Problem details:
Each line below from the one containing "pub struct Decision" through the one containing "let (decision, prepared)" is to be given again exactly, and no line outside that span.

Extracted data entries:

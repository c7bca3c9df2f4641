//! Decides whether an installation needs a bundle run, and which one.
//!
//! | condition                                         | verdict    |
//! |---------------------------------------------------|------------|
//! | wants uninstalled, not installed                  | no-op      |
//! | wants uninstalled, installed                      | uninstall  |
//! | never completed an install, or uninstalled since  | install    |
//! | no previous run                                   | install    |
//! | last run did not succeed                          | upgrade    |
//! | bundle digest changed                             | upgrade    |
//! | parameter fingerprint changed                     | upgrade    |
//! | credential set names changed                      | upgrade    |
//! | forced                                            | upgrade    |
//! | otherwise                                         | in sync    |

use std::collections::{BTreeMap, BTreeSet};

use serde_json::Value;
use tracing::{debug, info};

use crate::bundle::definition::{ACTION_INSTALL, ACTION_UNINSTALL, ACTION_UPGRADE};
use crate::context::Context;
use crate::errors::{BundleError, ErrorKind, Result};
use crate::exec::{ActionExecutor, ExecuteOptions, ExecutionRecord, PreparedAction, parameters};
use crate::storage::documents::{Installation, InstallationSpec, Run, RunResult};
use crate::types::ResultStatus;

#[derive(Debug, Clone, Default)]
pub struct ReconcileOptions {
    pub installation: InstallationSpec,
    /// Run an upgrade even when the installation is in sync.
    pub force: bool,
    /// Decide but do not execute.
    pub dry_run: bool,
    pub exec: ExecuteOptions,
}

#[derive(Debug, Clone, PartialEq, Eq)]
pub struct Decision {
    pub in_sync: bool,
    /// `None` when nothing needs to run.
    pub action: Option<String>,
    pub reason: String,
}

impl Decision {
    fn noop(reason: impl Into<String>) -> Self {
        Self {
            in_sync: true,
            action: None,
            reason: reason.into(),
        }
    }

    fn run(action: &str, reason: impl Into<String>) -> Self {
        Self {
            in_sync: false,
            action: Some(action.to_string()),
            reason: reason.into(),
        }
    }

    pub fn planned_action(&self) -> &str {
        self.action.as_deref().unwrap_or("")
    }
}

#[derive(Debug)]
pub struct ReconcileOutcome {
    pub decision: Decision,
    /// Set when the bundle was run.
    pub record: Option<ExecutionRecord>,
    /// The run and result that now describe the installation: the new ones
    /// when the bundle ran, otherwise the installation's last ones.
    pub run_id: String,
    pub result_id: String,
    pub status: ResultStatus,
}

impl ReconcileOutcome {
    /// Surface a failed run as an error.
    pub fn into_result(self) -> Result<Self> {
        match self.record {
            Some(record) => {
                let record = record.into_result()?;
                Ok(Self {
                    record: Some(record),
                    ..self
                })
            }
            None => Ok(self),
        }
    }
}

#[derive(Debug, Clone)]
pub struct Reconciler {
    executor: ActionExecutor,
}

impl Reconciler {
    pub fn new(executor: ActionExecutor) -> Self {
        Self { executor }
    }

    pub fn executor(&self) -> &ActionExecutor {
        &self.executor
    }

    pub async fn reconcile(&self, ctx: &Context, opts: &ReconcileOptions) -> Result<ReconcileOutcome> {
        let spec = &opts.installation;
        let decided = self.decide(ctx, opts).await;
        let (decision, prepared) = match decided {
            // Wiring to outputs that do not exist yet cannot be compared;
            // a dry run reports the job as needing a run.
            Err(e) if opts.dry_run && wiring_pending(&e) => (
                Decision::run(ACTION_UPGRADE, format!("waiting on upstream values: {e}")),
                None,
            ),
            other => other?,
        };
        info!(
            namespace = %spec.namespace,
            installation = %spec.name,
            in_sync = decision.in_sync,
            action = decision.planned_action(),
            reason = %decision.reason,
            dry_run = opts.dry_run,
            "reconciled installation"
        );

        let Some(action) = decision.action.clone().filter(|_| !opts.dry_run) else {
            let (run_id, result_id, status) = self.current(ctx, spec).await?;
            return Ok(ReconcileOutcome {
                decision,
                record: None,
                run_id,
                result_id,
                status,
            });
        };

        let prepared = match prepared {
            Some(p) if p.action == action => p,
            _ => self.executor.prepare(ctx, spec, &action, &opts.exec).await?,
        };
        let record = self
            .executor
            .execute_prepared(ctx, prepared, &opts.exec)
            .await?;
        Ok(ReconcileOutcome {
            decision,
            run_id: record.run.id.clone(),
            result_id: record.result.id.clone(),
            status: record.result.status,
            record: Some(record),
        })
    }

    /// The verdict for `opts.installation`, plus the prepared action when
    /// preparing it was needed to decide.
    pub async fn decide(
        &self,
        ctx: &Context,
        opts: &ReconcileOptions,
    ) -> Result<(Decision, Option<PreparedAction>)> {
        let spec = &opts.installation;
        let storage = self.executor.storage();
        let existing = match storage.get_installation(ctx, &spec.namespace, &spec.name).await {
            Ok(inst) => Some(inst),
            Err(e) if e.is_not_found() => None,
            Err(e) => return Err(e),
        };

        if spec.uninstalled {
            return Ok(match existing {
                Some(inst) if inst.is_installed() => (
                    Decision::run(ACTION_UNINSTALL, "installation should be uninstalled"),
                    None,
                ),
                _ => (Decision::noop("installation is not installed"), None),
            });
        }

        let Some(existing) = existing else {
            return Ok((Decision::run(ACTION_INSTALL, "installation does not exist"), None));
        };
        if !existing.status.installation_completed {
            return Ok((Decision::run(ACTION_INSTALL, "install has never completed"), None));
        }
        if existing.is_uninstalled() {
            return Ok((Decision::run(ACTION_INSTALL, "installation was uninstalled"), None));
        }

        let Some((last, last_result)) = self.last_modifying_run(ctx, &existing).await? else {
            return Ok((Decision::run(ACTION_INSTALL, "no previous run"), None));
        };

        let prepared = self
            .executor
            .prepare(ctx, spec, ACTION_UPGRADE, &opts.exec)
            .await?;
        let changed = self.changes(ctx, &last, &last_result, &prepared).await?;
        let decision = match changed {
            Some(reason) => Decision::run(ACTION_UPGRADE, reason),
            None if opts.force => Decision::run(ACTION_UPGRADE, "forced"),
            None => Decision::noop("installation is up to date"),
        };
        Ok((decision, Some(prepared)))
    }

    /// Why `prepared` differs from the last run, if it does.
    async fn changes(
        &self,
        ctx: &Context,
        last: &Run,
        last_result: &Option<RunResult>,
        prepared: &PreparedAction,
    ) -> Result<Option<String>> {
        if last_result.as_ref().map(|r| r.status) != Some(ResultStatus::Succeeded) {
            return Ok(Some(format!("last {} did not succeed", last.action)));
        }
        if last.bundle_digest != prepared.bundle.digest {
            return Ok(Some(format!(
                "bundle changed from {} to {}",
                last.bundle_digest, prepared.bundle.digest
            )));
        }

        // Only parameters consumed by both the last action and an upgrade
        // are comparable; an install-only parameter is never sent to upgrade.
        let bundle = &prepared.bundle.definition;
        let comparable = |name: &str| {
            bundle
                .parameters
                .get(name)
                .is_none_or(|p| p.applies_to(&last.action) && p.applies_to(ACTION_UPGRADE))
        };
        let desired: BTreeMap<String, Value> = prepared
            .parameters
            .iter()
            .filter(|(name, _)| comparable(name))
            .map(|(name, value)| (name.clone(), value.clone()))
            .collect();
        let desired = parameters::fingerprint(bundle, &desired)?;
        let restored = self.executor.storage().restore_parameters(ctx, last).await?;
        let previous: BTreeMap<String, Value> = restored
            .into_iter()
            .filter(|s| comparable(&s.name))
            .map(|s| (s.name, Value::String(s.source.value)))
            .collect();
        let previous = parameters::fingerprint(bundle, &previous)?;
        if desired != previous {
            let names: BTreeSet<&str> = desired
                .keys()
                .chain(previous.keys())
                .filter(|k| desired.get(*k) != previous.get(*k))
                .map(String::as_str)
                .collect();
            debug!(run_id = %last.id, changed = ?names, "parameters changed");
            return Ok(Some(format!(
                "parameters changed: {}",
                names.into_iter().collect::<Vec<_>>().join(", ")
            )));
        }

        let mut want = prepared.installation.spec.credential_sets.clone();
        let mut had = last.credential_sets.clone();
        want.sort();
        had.sort();
        if want != had {
            return Ok(Some("credential sets changed".to_string()));
        }
        Ok(None)
    }

    /// The most recent run of an action that modifies the installation,
    /// with its latest result.
    async fn last_modifying_run(
        &self,
        ctx: &Context,
        inst: &Installation,
    ) -> Result<Option<(Run, Option<RunResult>)>> {
        let (runs, mut results) = self
            .executor
            .storage()
            .list_runs(ctx, inst.namespace(), inst.name())
            .await?;
        let Some(run) = runs
            .into_iter()
            .rev()
            .find(|r| r.bundle.action_modifies(&r.action).unwrap_or(false))
        else {
            return Ok(None);
        };
        let result = results
            .remove(&run.id)
            .and_then(|rs| rs.into_iter().max_by(|a, b| a.id.cmp(&b.id)));
        Ok(Some((run, result)))
    }

    async fn current(
        &self,
        ctx: &Context,
        spec: &InstallationSpec,
    ) -> Result<(String, String, ResultStatus)> {
        match self
            .executor
            .storage()
            .get_installation(ctx, &spec.namespace, &spec.name)
            .await
        {
            Ok(inst) => Ok((
                inst.status.last_run_id,
                inst.status.last_result_id,
                ResultStatus::Succeeded,
            )),
            Err(e) if e.is_not_found() => {
                Ok((String::new(), String::new(), ResultStatus::Succeeded))
            }
            Err(e) => Err(e),
        }
    }
}

fn wiring_pending(e: &BundleError) -> bool {
    matches!(
        e.kind(),
        ErrorKind::OutputNotReady | ErrorKind::InvalidReference | ErrorKind::NotFound
    )
}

Expected answer:
pub struct Decision {
    pub in_sync: bool,
    /// `None` when nothing needs to run.
    pub action: Option<String>,
    pub reason: String,
}

impl Decision {
    fn noop(reason: impl Into<String>) -> Self {
        Self {
            in_sync: true,
            action: None,
            reason: reason.into(),
        }
    }

    fn run(action: &str, reason: impl Into<String>) -> Self {
        Self {
            in_sync: false,
            action: Some(action.to_string()),
            reason: reason.into(),
        }
    }

    pub fn planned_action(&self) -> &str {
        self.action.as_deref().unwrap_or("")
    }
}

#[derive(Debug)]
pub struct ReconcileOutcome {
    pub decision: Decision,
    /// Set when the bundle was run.
    pub record: Option<ExecutionRecord>,
    /// The run and result that now describe the installation: the new ones
    /// when the bundle ran, otherwise the installation's last ones.
    pub run_id: String,
    pub result_id: String,
    pub status: ResultStatus,
}

impl ReconcileOutcome {
    /// Surface a failed run as an error.
    pub fn into_result(self) -> Result<Self> {
        match self.record {
            Some(record) => {
                let record = record.into_result()?;
                Ok(Self {
                    record: Some(record),
                    ..self
                })
            }
            None => Ok(self),
        }
    }
}

#[derive(Debug, Clone)]
pub struct Reconciler {
    executor: ActionExecutor,
}

impl Reconciler {
    pub fn new(executor: ActionExecutor) -> Self {
        Self { executor }
    }

    pub fn executor(&self) -> &ActionExecutor {
        &self.executor
    }

    pub async fn reconcile(&self, ctx: &Context, opts: &ReconcileOptions) -> Result<ReconcileOutcome> {
        let spec = &opts.installation;
        let decided = self.decide(ctx, opts).await;
        let (decision, prepared) = match decided {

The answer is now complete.